Who consumes the world's oil?

I run into charts of "who uses how much of the world's oil" from time to time, and I will collect these here to see how it sorts out over time.

Matthew Simmons
First data set is from Matthew R. Simmons, who runs the consulting firm Simmons & Company International. This particular data set is pulled from his presentation Oct 2006 to Harvard Business Schoolhis , on slide #7. The only thing missing: when was this data collected?

26% United States
7.0% Japan
6.0% China
3.6% Germany
3.3% Russia
2.8% Brazil
2.8% South Korea
2.7% Canada
2.6% France
2.6% India
2.6% Mexico
2.4% Italy
2.2% United Kingdom
1.9% Spain
1.7% Saudi Arabia
1.4% Iran
1.3% Indonesia
1.1% Australia
1.1% Netherlands
1.1% Taiwan
23% The Rest of the World

General Comments on Peak Oil
If you have not read Simmons before, do check him out. I am reading his book, "Twilight in the Desert" (Wiley 2005). Or, at his web site (see above) you'll find a slew of presentations, free. In terms of outlook, Simmons is clearly an "oil bear" in the sense that he believes (1) an oil production decline is imminent (i.e. is happening now) and (2) the peak daily production rate has been achieved (or nearly so) from the worlds largest producing fields. All this, in the face of increasing demand. This means there are interesting times ahead in the form of declining production, finite supply, supply squeezes, and the inevitable follow-ons: higher prices, shortages. I can only conclude that other nasty things will inevitably follow: political and economic extortion, wars for oil, supply disruptions, maladies for those who consume a lot, and constraints on growth for rising nations. Fun stuff.
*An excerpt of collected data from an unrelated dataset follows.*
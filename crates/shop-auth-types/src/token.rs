//! JWT access/refresh token validation and issuing.

use jsonwebtoken::{DecodingKey, Validation, decode};
use serde::{Deserialize, Serialize};

use shop_domain::id::UserId;

use crate::identity::Caller;

/// Access tokens live for one hour.
pub const ACCESS_TOKEN_TTL_SECS: u64 = 60 * 60;
/// Refresh tokens live for one day.
pub const REFRESH_TOKEN_TTL_SECS: u64 = 24 * 60 * 60;

#[derive(Debug, Clone, Copy, PartialEq, Eq, Serialize, Deserialize)]
#[serde(rename_all = "lowercase")]
pub enum TokenType {
    Access,
    Refresh,
}

/// Errors returned by token validation.
#[derive(Debug, thiserror::Error, PartialEq, Eq)]
pub enum AuthError {
    #[error("invalid signature")]
    InvalidSignature,
    #[error("token expired")]
    Expired,
    #[error("malformed token")]
    Malformed,
    #[error("wrong token type")]
    WrongTokenType,
}

/// JWT claims payload.
///
/// | Field | JWT claim | Meaning |
/// |-------|-----------|---------|
/// | `sub` | `sub` | user id as decimal string |
/// | `username` | custom | login name |
/// | `is_staff` | custom | admin capability |
/// | `token_type` | custom | `access` or `refresh` |
/// | `exp` | `exp` | seconds since epoch |
///
/// [`Serialize`] requires the **`issuer`** feature; only the service that
/// signs tokens enables it.
#[derive(Debug, Deserialize)]
#[cfg_attr(any(feature = "issuer", test), derive(Serialize))]
pub struct JwtClaims {
    pub sub: String,
    pub username: String,
    pub is_staff: bool,
    pub token_type: TokenType,
    pub exp: u64,
}

// ── Core decode (private) ────────────────────────────────────────────────

/// HS256, exp checked, `exp` + `sub` required. Default 60s leeway.
fn decode_jwt(token: &str, secret: &str) -> Result<JwtClaims, AuthError> {
    let mut validation = Validation::new(jsonwebtoken::Algorithm::HS256);
    validation.validate_exp = true;
    validation.required_spec_claims.clear();
    validation.set_required_spec_claims(&["exp", "sub"]);

    let data = decode::<JwtClaims>(
        token,
        &DecodingKey::from_secret(secret.as_bytes()),
        &validation,
    )
    .map_err(|e| match e.kind() {
        jsonwebtoken::errors::ErrorKind::ExpiredSignature => AuthError::Expired,
        jsonwebtoken::errors::ErrorKind::InvalidSignature => AuthError::InvalidSignature,
        _ => AuthError::Malformed,
    })?;

    Ok(data.claims)
}

fn decode_typed(token: &str, secret: &str, expected: TokenType) -> Result<Caller, AuthError> {
    let claims = decode_jwt(token, secret)?;
    if claims.token_type != expected {
        return Err(AuthError::WrongTokenType);
    }
    let user_id = claims
        .sub
        .parse::<UserId>()
        .map_err(|_| AuthError::Malformed)?;
    Ok(Caller {
        user_id,
        username: claims.username,
        is_staff: claims.is_staff,
    })
}

// ── Public: all consumers ────────────────────────────────────────────────

/// Validate a bearer access token, returning the caller it identifies.
pub fn validate_access_token(token: &str, secret: &str) -> Result<Caller, AuthError> {
    decode_typed(token, secret, TokenType::Access)
}

// ── Feature-gated: token issuer only ─────────────────────────────────────

/// Validate a refresh token. The caller re-reads the user before issuing.
#[cfg(any(feature = "issuer", test))]
pub fn validate_refresh_token(token: &str, secret: &str) -> Result<Caller, AuthError> {
    decode_typed(token, secret, TokenType::Refresh)
}

#[cfg(any(feature = "issuer", test))]
fn now_secs() -> u64 {
    std::time::SystemTime::now()
        .duration_since(std::time::UNIX_EPOCH)
        .map(|d| d.as_secs())
        .unwrap_or_default()
}

/// Sign a token of the given type for `caller`, returning it with its expiry.
#[cfg(any(feature = "issuer", test))]
pub fn issue_token(
    caller: &Caller,
    token_type: TokenType,
    secret: &str,
) -> Result<(String, u64), jsonwebtoken::errors::Error> {
    use jsonwebtoken::{EncodingKey, Header, encode};

    let ttl = match token_type {
        TokenType::Access => ACCESS_TOKEN_TTL_SECS,
        TokenType::Refresh => REFRESH_TOKEN_TTL_SECS,
    };
    let exp = now_secs() + ttl;
    let claims = JwtClaims {
        sub: caller.user_id.to_string(),
        username: caller.username.clone(),
        is_staff: caller.is_staff,
        token_type,
        exp,
    };
    let token = encode(
        &Header::default(),
        &claims,
        &EncodingKey::from_secret(secret.as_bytes()),
    )?;
    Ok((token, exp))
}
use sea_orm_migration::prelude::*;

#[derive(DeriveMigrationName)]
pub struct Migration;

#[async_trait::async_trait]
impl MigrationTrait for Migration {
    async fn up(&self, manager: &SchemaManager) -> Result<(), DbErr> {
        manager
            .create_table(
                Table::create()
                    .table(Products::Table)
                    .if_not_exists()
                    .col(
                        ColumnDef::new(Products::Id)
                            .integer()
                            .not_null()
                            .auto_increment()
                            .primary_key(),
                    )
                    .col(ColumnDef::new(Products::Name).string_len(200).not_null())
                    .col(ColumnDef::new(Products::Description).text().not_null())
                    .col(
                        ColumnDef::new(Products::PriceCents)
                            .big_integer()
                            .not_null()
                            .check(Expr::col(Products::PriceCents).gte(0)),
                    )
                    .col(
                        ColumnDef::new(Products::Stock)
                            .integer()
                            .not_null()
                            .check(Expr::col(Products::Stock).gte(0)),
                    )
                    .col(ColumnDef::new(Products::Image).string())
                    .to_owned(),
            )
            .await
    }

    async fn down(&self, manager: &SchemaManager) -> Result<(), DbErr> {
        manager
            .drop_table(Table::drop().table(Products::Table).to_owned())
            .await
    }
}

#[derive(Iden)]
enum Products {
    Table,
    Id,
    Name,
    Description,
    PriceCents,
    Stock,
    Image,
}
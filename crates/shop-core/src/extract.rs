//! JSON body extractor that answers malformed input with the shared error body.

use axum::extract::rejection::JsonRejection;
use axum::extract::{FromRequest, Json, Request};
use axum::http::StatusCode;
use axum::response::Response;
use serde::de::DeserializeOwned;

use crate::error::error_response;

/// Like `axum::Json`, but rejects with `400 INVALID_BODY` instead of axum's
/// plain-text 422. A missing `Content-Type: application/json` stays 415.
pub struct JsonBody<T>(pub T);

pub fn json_rejection_response(rejection: JsonRejection) -> Response {
    let status = match rejection.status() {
        StatusCode::UNPROCESSABLE_ENTITY => StatusCode::BAD_REQUEST,
        other => other,
    };
    error_response(status, "INVALID_BODY", rejection.body_text(), None)
}

impl<T, S> FromRequest<S> for JsonBody<T>
where
    T: DeserializeOwned,
    S: Send + Sync,
{
    type Rejection = Response;

    async fn from_request(req: Request, state: &S) -> Result<Self, Self::Rejection> {
        match Json::<T>::from_request(req, state).await {
            Ok(Json(value)) => Ok(Self(value)),
            Err(rejection) => Err(json_rejection_response(rejection)),
        }
    }
}
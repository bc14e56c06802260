use axum::{
    Json,
    extract::{Path, RawQuery, State},
    http::StatusCode,
};
use chrono::{DateTime, Utc};
use rust_decimal::Decimal;
use serde::{Deserialize, Serialize};

use shop_auth_types::identity::MaybeCaller;
use shop_core::extract::JsonBody;
use shop_domain::id::OrderId;
use shop_domain::order::OrderStatus;

use crate::domain::filter::OrderFilter;
use crate::domain::policy::{OrderScope, require_caller};
use crate::domain::types::{Order, OrderDraft, OrderItem, OrderItemDraft};
use crate::error::ShopError;
use crate::handlers::parse_query;
use crate::state::AppState;
use crate::usecase::order::{
    CreateOrderUseCase, DeleteOrderUseCase, GetOrderUseCase, ListOrdersUseCase,
    UpdateOrderUseCase,
};

// ── Request / response types ─────────────────────────────────────────────────

#[derive(Serialize)]
pub struct OrderItemResponse {
    pub product: i32,
    pub product_name: String,
    #[serde(serialize_with = "shop_core::serde::decimal_2dp")]
    pub product_price: Decimal,
    pub quantity: i32,
    #[serde(serialize_with = "shop_core::serde::decimal_as_f64")]
    pub item_subtotal: Decimal,
}

impl From<OrderItem> for OrderItemResponse {
    fn from(item: OrderItem) -> Self {
        Self {
            item_subtotal: item.subtotal(),
            product: item.product_id.0,
            product_name: item.product_name,
            product_price: item.product_price,
            quantity: item.quantity,
        }
    }
}

#[derive(Serialize)]
pub struct OrderResponse {
    pub order_id: OrderId,
    pub user: i32,
    #[serde(serialize_with = "shop_core::serde::to_rfc3339_micros")]
    pub created_at: DateTime<Utc>,
    pub status: OrderStatus,
    pub items: Vec<OrderItemResponse>,
    #[serde(serialize_with = "shop_core::serde::decimal_as_f64")]
    pub total_price: Decimal,
}

impl From<Order> for OrderResponse {
    fn from(order: Order) -> Self {
        Self {
            total_price: order.total_price(),
            order_id: order.order_id,
            user: order.user_id.0,
            created_at: order.created_at,
            status: order.status,
            items: order.items.into_iter().map(Into::into).collect(),
        }
    }
}

#[derive(Deserialize, Default)]
pub struct OrderItemRequest {
    pub product: Option<i32>,
    pub quantity: Option<i64>,
}

/// Any `user` key in the body is ignored; orders always belong to the caller.
#[derive(Deserialize, Default)]
pub struct OrderRequest {
    pub status: Option<String>,
    pub items: Option<Vec<OrderItemRequest>>,
}

impl From<OrderRequest> for OrderDraft {
    fn from(req: OrderRequest) -> Self {
        Self {
            status: req.status,
            items: req.items.map(|items| {
                items
                    .into_iter()
                    .map(|i| OrderItemDraft {
                        product: i.product,
                        quantity: i.quantity,
                    })
                    .collect()
            }),
        }
    }
}

fn order_id(raw: &str) -> Result<OrderId, ShopError> {
    raw.parse().map_err(|_| ShopError::OrderNotFound)
}

// ── GET /orders/ ─────────────────────────────────────────────────────────────

pub async fn list_orders(
    MaybeCaller(caller): MaybeCaller,
    State(state): State<AppState>,
    RawQuery(raw_query): RawQuery,
) -> Result<Json<Vec<OrderResponse>>, ShopError> {
    let caller = require_caller(caller.as_ref())?;
    let filter = OrderFilter::from_params(&parse_query(raw_query.as_deref())?)?;
    let orders = ListOrdersUseCase {
        orders: state.order_repo(),
    }
    .execute(OrderScope::for_caller(caller), &filter)
    .await?;
    Ok(Json(orders.into_iter().map(Into::into).collect()))
}

// ── POST /orders/ ────────────────────────────────────────────────────────────

pub async fn create_order(
    MaybeCaller(caller): MaybeCaller,
    State(state): State<AppState>,
    JsonBody(body): JsonBody<OrderRequest>,
) -> Result<(StatusCode, Json<OrderResponse>), ShopError> {
    let caller = require_caller(caller.as_ref())?;
    let order = CreateOrderUseCase {
        orders: state.order_repo(),
        products: state.product_repo(),
        users: state.user_repo(),
    }
    .execute(caller, body.into())
    .await?;
    Ok((StatusCode::CREATED, Json(order.into())))
}

// ── GET /orders/{order_id}/ ──────────────────────────────────────────────────

pub async fn get_order(
    MaybeCaller(caller): MaybeCaller,
    State(state): State<AppState>,
    Path(id): Path<String>,
) -> Result<Json<OrderResponse>, ShopError> {
    let caller = require_caller(caller.as_ref())?;
    let order = GetOrderUseCase {
        orders: state.order_repo(),
    }
    .execute(OrderScope::for_caller(caller), order_id(&id)?)
    .await?;
    Ok(Json(order.into()))
}

// ── PUT / PATCH /orders/{order_id}/ ──────────────────────────────────────────

/// Every order field is optional, so full and partial updates coincide.
pub async fn update_order(
    MaybeCaller(caller): MaybeCaller,
    State(state): State<AppState>,
    Path(id): Path<String>,
    JsonBody(body): JsonBody<OrderRequest>,
) -> Result<Json<OrderResponse>, ShopError> {
    let caller = require_caller(caller.as_ref())?;
    let order = UpdateOrderUseCase {
        orders: state.order_repo(),
        products: state.product_repo(),
    }
    .execute(OrderScope::for_caller(caller), order_id(&id)?, body.into())
    .await?;
    Ok(Json(order.into()))
}

// ── DELETE /orders/{order_id}/ ───────────────────────────────────────────────

pub async fn delete_order(
    MaybeCaller(caller): MaybeCaller,
    State(state): State<AppState>,
    Path(id): Path<String>,
) -> Result<StatusCode, ShopError> {
    let caller = require_caller(caller.as_ref())?;
    DeleteOrderUseCase {
        orders: state.order_repo(),
    }
    .execute(OrderScope::for_caller(caller), order_id(&id)?)
    .await?;
    Ok(StatusCode::NO_CONTENT)
}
If you look at China and India as the world's rising economies, note that their combined consumption (13% of world supply) is still half of that in the U.S. (26%). It is tempting to conclude, with annual GDP growth rates in China in the range 10 to 15% for over a decade with no slowing in sight [need citation and corrections], you can conclude that some kind of "pull" will come to some kind of shoving match as we line up to eat this finite-sized pie of resource.
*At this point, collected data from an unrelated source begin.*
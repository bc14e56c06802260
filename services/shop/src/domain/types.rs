use chrono::{DateTime, Utc};
use rust_decimal::Decimal;
use uuid::Uuid;

use shop_domain::event::{ORDER_CONFIRMATION_EVENT, OrderConfirmation};
use shop_domain::id::{OrderId, ProductId, UserId};
use shop_domain::order::OrderStatus;

// ── Products ─────────────────────────────────────────────────────────────────

#[derive(Debug, Clone, PartialEq)]
pub struct Product {
    pub id: ProductId,
    pub name: String,
    pub description: String,
    pub price: Decimal,
    pub stock: i32,
    pub image: Option<String>,
}

impl Product {
    pub fn in_stock(&self) -> bool {
        self.stock > 0
    }
}

/// A complete, validated set of product fields for insert or replace.
#[derive(Debug, Clone, PartialEq)]
pub struct ProductInput {
    pub name: String,
    pub description: String,
    pub price: Decimal,
    pub stock: i32,
    pub image: Option<String>,
}

/// Product fields as submitted, before validation. `None` means the key was absent.
#[derive(Debug, Clone, Default)]
pub struct ProductDraft {
    pub name: Option<String>,
    pub description: Option<String>,
    pub price: Option<Decimal>,
    pub stock: Option<i64>,
    pub image: Option<Option<String>>,
}

impl ProductDraft {
    /// Fill absent fields from `current` (PATCH semantics).
    pub fn merged_over(self, current: &Product) -> Self {
        Self {
            name: self.name.or_else(|| Some(current.name.clone())),
            description: self
                .description
                .or_else(|| Some(current.description.clone())),
            price: self.price.or(Some(current.price)),
            stock: self.stock.or(Some(i64::from(current.stock))),
            image: self.image.or_else(|| Some(current.image.clone())),
        }
    }
}

/// Catalogue summary for `/products/info/`.
#[derive(Debug, Clone)]
pub struct ProductInfo {
    pub products: Vec<Product>,
    pub count: usize,
    pub max_price: Option<Decimal>,
}

// ── Orders ───────────────────────────────────────────────────────────────────

/// An order line joined with the product it refers to.
#[derive(Debug, Clone, PartialEq)]
pub struct OrderItem {
    pub product_id: ProductId,
    pub product_name: String,
    pub product_price: Decimal,
    pub quantity: i32,
}

impl OrderItem {
    pub fn subtotal(&self) -> Decimal {
        self.product_price * Decimal::from(self.quantity)
    }
}

#[derive(Debug, Clone, PartialEq)]
pub struct Order {
    pub order_id: OrderId,
    pub user_id: UserId,
    pub created_at: DateTime<Utc>,
    pub status: OrderStatus,
    pub items: Vec<OrderItem>,
}

impl Order {
    /// Sum of item subtotals. Never stored.
    pub fn total_price(&self) -> Decimal {
        self.items.iter().map(OrderItem::subtotal).sum()
    }
}

#[derive(Debug, Clone, Copy, PartialEq, Eq)]
pub struct NewOrderItem {
    pub product_id: ProductId,
    pub quantity: i32,
}

#[derive(Debug, Clone, PartialEq)]
pub struct NewOrder {
    pub order_id: OrderId,
    pub user_id: UserId,
    pub created_at: DateTime<Utc>,
    pub status: OrderStatus,
    pub items: Vec<NewOrderItem>,
}

/// Changes to an existing order. `items: Some` replaces the whole item set.
#[derive(Debug, Clone, Default, PartialEq)]
pub struct OrderUpdate {
    pub status: Option<OrderStatus>,
    pub items: Option<Vec<NewOrderItem>>,
}

/// An order line as submitted.
#[derive(Debug, Clone, Copy, Default)]
pub struct OrderItemDraft {
    pub product: Option<i32>,
    pub quantity: Option<i64>,
}

#[derive(Debug, Clone, Default)]
pub struct OrderDraft {
    pub status: Option<String>,
    pub items: Option<Vec<OrderItemDraft>>,
}

// ── Users ────────────────────────────────────────────────────────────────────

#[derive(Debug, Clone, PartialEq)]
pub struct User {
    pub id: UserId,
    pub username: String,
    pub email: String,
    pub first_name: String,
    pub last_name: String,
    pub password_hash: String,
    pub is_staff: bool,
    pub is_active: bool,
    pub date_joined: DateTime<Utc>,
}

#[derive(Debug, Clone)]
pub struct NewUser {
    pub username: String,
    pub email: String,
    pub first_name: String,
    pub last_name: String,
    pub password_hash: String,
    pub is_staff: bool,
}

/// A user together with the ids of the orders they own.
#[derive(Debug, Clone)]
pub struct UserWithOrders {
    pub user: User,
    pub order_ids: Vec<OrderId>,
}

// ── Outbox ───────────────────────────────────────────────────────────────────

/// Row written to `outbox_events` in the same transaction as the change it announces.
#[derive(Debug, Clone, PartialEq)]
pub struct OutboxEvent {
    pub id: Uuid,
    pub kind: String,
    pub order_id: Option<OrderId>,
    pub payload: serde_json::Value,
    pub idempotency_key: String,
}

impl OutboxEvent {
    pub fn order_confirmation(order_id: OrderId, email: &str) -> Self {
        let confirmation = OrderConfirmation {
            order_id,
            email: email.to_owned(),
        };
        Self {
            id: Uuid::now_v7(),
            kind: ORDER_CONFIRMATION_EVENT.to_owned(),
            order_id: Some(order_id),
            idempotency_key: confirmation.idempotency_key(),
            payload: serde_json::json!({
                "order_id": order_id.to_string(),
                "email": confirmation.email,
            }),
        }
    }
}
I would guess these two nations would make any number of back room deals to get at a larger share of the resources. Remember the Chinese Premier's visit to the U.S., I think 2005, the one where his first stop in the U.S. was to see Bill Gates and tour the Seattle Boeing plant, then to see Bush, then to see some oil-rich nations in Africa? And then he traveled to the Middle East; and was Venezuela on his itinerary? I forget. He was not putting on these miles to collect souveniers.
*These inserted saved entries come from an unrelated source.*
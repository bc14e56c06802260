pub mod config;
pub mod domain;
pub mod error;
pub mod infra;
pub mod usecase;
pub mod worker;
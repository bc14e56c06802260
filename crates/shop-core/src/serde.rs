// Module name shadows the `serde` crate, so refer to the external crate as `::serde`.
use ::serde::{Deserialize, Deserializer, Serializer};
use chrono::{DateTime, SecondsFormat, Utc};
use rust_decimal::Decimal;
use rust_decimal::prelude::ToPrimitive;

/// Serialize `DateTime<Utc>` as ISO 8601 with microseconds and a `Z` suffix.
pub fn to_rfc3339_micros<S>(dt: &DateTime<Utc>, s: S) -> Result<S::Ok, S::Error>
where
    S: Serializer,
{
    s.serialize_str(&dt.to_rfc3339_opts(SecondsFormat::Micros, true))
}

/// Serialize a money amount as a string with exactly two decimal places.
pub fn decimal_2dp<S>(d: &Decimal, s: S) -> Result<S::Ok, S::Error>
where
    S: Serializer,
{
    let mut d = *d;
    d.rescale(2);
    s.serialize_str(&d.to_string())
}

/// Serialize a computed amount as a JSON number.
pub fn decimal_as_f64<S>(d: &Decimal, s: S) -> Result<S::Ok, S::Error>
where
    S: Serializer,
{
    s.serialize_f64(d.to_f64().unwrap_or_default())
}

/// Like [`decimal_as_f64`], `null` when absent.
pub fn option_decimal_as_f64<S>(d: &Option<Decimal>, s: S) -> Result<S::Ok, S::Error>
where
    S: Serializer,
{
    match d {
        Some(d) => decimal_as_f64(d, s),
        None => s.serialize_none(),
    }
}

/// Keeps "absent" and "explicit null" apart for partial updates.
///
/// Use with `#[serde(default, deserialize_with = "double_option")]`: a missing
/// key stays `None`, `null` becomes `Some(None)`.
pub fn double_option<'de, D, T>(d: D) -> Result<Option<Option<T>>, D::Error>
where
    D: Deserializer<'de>,
    T: Deserialize<'de>,
{
    Option::<T>::deserialize(d).map(Some)
}
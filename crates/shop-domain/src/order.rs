//! Order lifecycle status.

use std::fmt;
use std::str::FromStr;

use serde::{Deserialize, Serialize};

/// Order status. Wire and storage form is the capitalised variant name.
#[derive(Debug, Clone, Copy, PartialEq, Eq, Hash, Default, Serialize, Deserialize)]
pub enum OrderStatus {
    #[default]
    Pending,
    Confirmed,
    Cancelled,
}

#[derive(Debug, thiserror::Error, PartialEq, Eq)]
#[error("\"{0}\" is not a valid choice.")]
pub struct UnknownOrderStatus(pub String);

impl OrderStatus {
    pub const ALL: [OrderStatus; 3] = [Self::Pending, Self::Confirmed, Self::Cancelled];

    pub fn as_str(&self) -> &'static str {
        match self {
            Self::Pending => "Pending",
            Self::Confirmed => "Confirmed",
            Self::Cancelled => "Cancelled",
        }
    }
}

impl fmt::Display for OrderStatus {
    fn fmt(&self, f: &mut fmt::Formatter<'_>) -> fmt::Result {
        f.write_str(self.as_str())
    }
}

impl FromStr for OrderStatus {
    type Err = UnknownOrderStatus;

    fn from_str(s: &str) -> Result<Self, Self::Err> {
        Self::ALL
            .into_iter()
            .find(|status| status.as_str() == s)
            .ok_or_else(|| UnknownOrderStatus(s.to_owned()))
    }
}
I try to imagine what arguments would refute Simmons work, and come up lacking. One item I take away is that the super-big oil and gas fields have basically been all discovered, and *iff* we don't have any mega-discoveries from here on out, then the hypothesis (of declining production in existing mega-fields) holds. If there is some nation or entity that is sitting on some secret reserves that are not on Simmons' radar, it weakens his thesis only because it postpones the inevitable decline in production of a finite resource. Nothing invalidates the basic fact that oil/gas is a finite resource. And many of us are use oil like there will be an ample-oil tommorrow.

If you were to just want to ask the question, "have we already reached the point of peak production," (or, "are we there yet") you miss the point. Many have pointed out that the effects of "peak oil" do not occur when the next-to-last drop is pulled from the ground.